The higher number of search terms required for string search might intuitively be explained by the user needing to try multiple synonyms to find relevant information. For instance, for the question “*Does the patient have a history of stroke?*” in the text there were 4 negative mentions scattered through the documents: “does not look like she has a stroke”, “No TIA or CVA”, “No CVA” and “No CVA” (TIA = transient ischaemic attack; CVA = cerebrovascular accident). NLP-enhanced search found all mentions with the search term “stroke” (which was the only term that evaluators tried), but string search evaluators also tried “TIA”, “CVA”, “neurological”, “history” and “infarction” in their efforts to find all relevant information. Interestingly, we see that evaluators were sometimes searching for neighbouring words (“history”, “neurological”) most likely as a method to bypass the possible variation in textual mentions. Further, string search does not match spelling variants (or misspellings) and therefore evaluators sometimes tried different spellings e.g., for the question “*Is the patient currently on full-dose anticoagulant treatment?”*, both “anti-coagulant” and “anticoagulant” were tried as successive search terms by evaluators using string search.

This analysis also highlighted that the strict parameter settings for string search meant that search terms matched only to whole words, not to substrings and thus evaluators could not search with a prefix. We see some evidence of evaluators adjusting to this e.g., searching first for “anticoag” and then “anticoagulant”, or searching for both “smoke” and “smoker”, and this also increases the number of search terms tried.

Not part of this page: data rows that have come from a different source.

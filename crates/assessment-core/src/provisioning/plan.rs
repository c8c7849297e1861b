//! Expanded templates for a request, before anything touches the remote.

use std::collections::BTreeMap;

use serde::{Deserialize, Serialize};

use super::config::ProvisioningConfig;
use super::request::ProvisioningRequest;
use crate::category_combo::select_category_combo;
use crate::domain::{DataElementTemplate, DatasetTemplate, DatasetType, Result};
use crate::ids::IdGenerator;
use crate::templates::TemplateResolver;

/// Every template a run will try to provision.
#[derive(Debug, Clone, PartialEq, Eq, Serialize, Deserialize)]
#[serde(rename_all = "camelCase")]
pub struct ProvisioningPlan {
    pub category_combo: String,
    pub data_elements: BTreeMap<DatasetType, Vec<DataElementTemplate>>,
    pub datasets: Vec<DatasetTemplate>,
}

impl ProvisioningPlan {
    /// Validate `request` and expand its templates for all four dataset types.
    pub fn build(request: &ProvisioningRequest, config: &ProvisioningConfig, ids: &dyn IdGenerator) -> Result<Self> {
        let category_combo = select_category_combo(&request.sources, &config.default_category_combo);
        Self::build_with(request, config, ids, category_combo)
    }

    /// Like `build`, with an already selected category combination.
    pub fn build_with(
        request: &ProvisioningRequest,
        config: &ProvisioningConfig,
        ids: &dyn IdGenerator,
        category_combo: String,
    ) -> Result<Self> {
        request.validate()?;

        let resolver = TemplateResolver::new(
            ids,
            &request.assessment_name,
            &request.assessment_description,
            config.code_length,
            &config.default_category_combo,
        )
        .with_category_combo(&category_combo);

        let org_unit_ids: Vec<String> = request
            .org_unit_ids
            .iter()
            .map(|id| id.trim())
            .filter(|id| !id.is_empty())
            .map(str::to_string)
            .collect();

        Ok(Self {
            data_elements: resolver.expand(&request.sources, &DatasetType::ALL),
            datasets: resolver.datasets(&DatasetType::ALL, &org_unit_ids, &config.period_type, config.sharing),
            category_combo,
        })
    }

    pub fn element_count(&self) -> usize {
        self.data_elements.values().map(Vec::len).sum()
    }

    /// Data-element templates in provisioning order (by dataset type).
    pub fn elements(&self) -> impl Iterator<Item = &DataElementTemplate> {
        self.data_elements.values().flatten()
    }

    /// Data-element templates belonging to `dataset_type`.
    pub fn elements_for(&self, dataset_type: DatasetType) -> &[DataElementTemplate] {
        self.data_elements
            .get(&dataset_type)
            .map(Vec::as_slice)
            .unwrap_or_default()
    }
}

### 3.4 User perceptions of NLP-enhanced search

User perceptions were assessed via the feedback survey which included a mix of Likert scale ratings, from “strongly disagree” to “strongly agree”, and free text responses. Below we summarise responses to four questions.

#### How was NLP-enhanced search perceived?

Most respondents positively described the capabilities of NLP-enhanced search, noting its identification of misspellings, wordforms and synonyms, though some reported that NLP-enhanced search returned too many findings (*“[NLP-enhanced] search was very clever and thorough but could return 100 results”)*. However, when rating the efficacy of NLP-enhanced search, 76% of respondents thought any unrelated findings, i.e., *false positives*, did not significantly impact the usefulness of the search algorithm.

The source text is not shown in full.